Paul Coakley, the president of the U.S. Conference of Catholic Bishops (USCCB), said Sunday that the Trump administration’s mass deportations are invoking fear in immigrant communities across the country.
“It’s instilling, as I said, fear in a rather widespread manner. So I think that’s something that concerns us all, that people have a right to live in security and without fear of random deportations,” Coakley told host Margaret Brennan on CBS News’s “Face the Nation.”
Last month, the USCCB rebuked the administration’s immigration enforcement campaign, saying they were “disturbed when we see among our people a climate of fear and anxiety around questions of profiling and immigration enforcement.”
“We are concerned about the conditions in detention centers and the lack of access to pastoral care,” the bishops noted. “We lament that some immigrants in the United States have arbitrarily lost their legal status.”
Pope Leo XIV, who previously called on American bishops to express their concerns with the administration’s crackdown on migrants, said days later that their message was “very important.”
The pope also noted that while there are “problems” within the U.S. immigration system and he is not in favor of the country having “open borders,” the administration is treating migrants — including those who have been in America for many years — in a “troubling” manner.
On Oct. 27, the Department of Homeland Security (DHS) said that more than 527,000 migrants without legal status had been removed from the U.S. since President Trump returned to office. DHS added that roughly 1.6 million migrants without legal status have left the country voluntarily since Jan. 20.
The administration has ramped up immigration enforcement in cities across the country, including Los Angeles; Washington, D.C.; and Charlotte, N.C.

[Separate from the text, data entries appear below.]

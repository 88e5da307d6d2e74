//! Input resolution shared by the orchestrator (frontier nodes) and the
//! coordinator (ready successors) — §4.1 "resolved inputs" and §4.3 step 5.

use std::collections::HashMap;
use std::str::FromStr;

use nodes::kind::NodeKind;
use serde_json::Value;

/// Resolved inputs for a frontier node: the Run's declared `inputs`
/// filtered to the keys this node type declares it consumes.
pub fn resolve_frontier_inputs(node_type: &str, run_inputs: &Value) -> Value {
    let Ok(kind) = NodeKind::from_str(node_type) else {
        return Value::Object(Default::default());
    };
    filter_keys(run_inputs.as_object(), kind.consumed_input_keys())
}

/// Resolved inputs for a non-frontier node: the key-union merge of its
/// predecessors' outputs (later predecessor, by node-id ordering, wins on
/// collision — §4.3), overlaid on the run's own declared inputs, then
/// filtered to the keys this node type consumes.
///
/// `sorted_dep_ids` must already be in ascending node-id order; callers
/// (the coordinator) own that sort so the tie-break rule is visible at the
/// call site rather than hidden in this helper.
pub fn resolve_successor_inputs(
    node_type: &str,
    run_inputs: &Value,
    sorted_dep_ids: &[String],
    outputs: &HashMap<String, Value>,
) -> Value {
    let Ok(kind) = NodeKind::from_str(node_type) else {
        return Value::Object(Default::default());
    };
    let consumed = kind.consumed_input_keys();

    let mut merged = serde_json::Map::new();
    if let Some(base) = run_inputs.as_object() {
        for key in consumed {
            if let Some(v) = base.get(*key) {
                merged.insert((*key).to_string(), v.clone());
            }
        }
    }
    // Ascending id order; each subsequent predecessor's value for a shared
    // key overwrites the previous one, so the *last* (greatest id) wins.
    for dep_id in sorted_dep_ids {
        if let Some(out) = outputs.get(dep_id).and_then(Value::as_object) {
            for key in consumed {
                if let Some(v) = out.get(*key) {
                    merged.insert((*key).to_string(), v.clone());
                }
            }
        }
    }

    Value::Object(merged)
}

fn filter_keys(source: Option<&serde_json::Map<String, Value>>, keys: &[&str]) -> Value {
    let mut out = serde_json::Map::new();
    if let Some(obj) = source {
        for key in keys {
            if let Some(v) = obj.get(*key) {
                out.insert((*key).to_string(), v.clone());
            }
        }
    }
    Value::Object(out)
}

#[cfg(test)]
mod tests {
    use super::*;
    use serde_json::json;

    #[test]
    fn frontier_inputs_filter_to_consumed_keys() {
        let run_inputs = json!({ "data": {"a": 1}, "unused": "nope" });
        let resolved = resolve_frontier_inputs("ingest.webhook", &run_inputs);
        assert_eq!(resolved, json!({ "data": {"a": 1} }));
    }

    #[test]
    fn successor_inputs_merge_with_later_dep_winning() {
        let mut outputs = HashMap::new();
        outputs.insert("node_b".to_string(), json!({ "content": "from-b" }));
        outputs.insert("node_c".to_string(), json!({ "content": "from-c" }));

        let resolved = resolve_successor_inputs(
            "act.email",
            &json!({}),
            &["node_b".to_string(), "node_c".to_string()],
            &outputs,
        );
        assert_eq!(resolved["content"], "from-c");
    }
}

Coakley, the archbishop of Oklahoma City, said Sunday that while the country has a “right and a duty to respect borders of our nation,” Catholic social teaching and U.S. tradition calls for respecting and welcoming migrants.
“There is no conflict necessarily between advocating for safe and secure borders and treating people with respect and dignity,” he added. “We always have to treat people with dignity, God-given dignity.
“The state doesn’t award it, and the state can’t take it away.”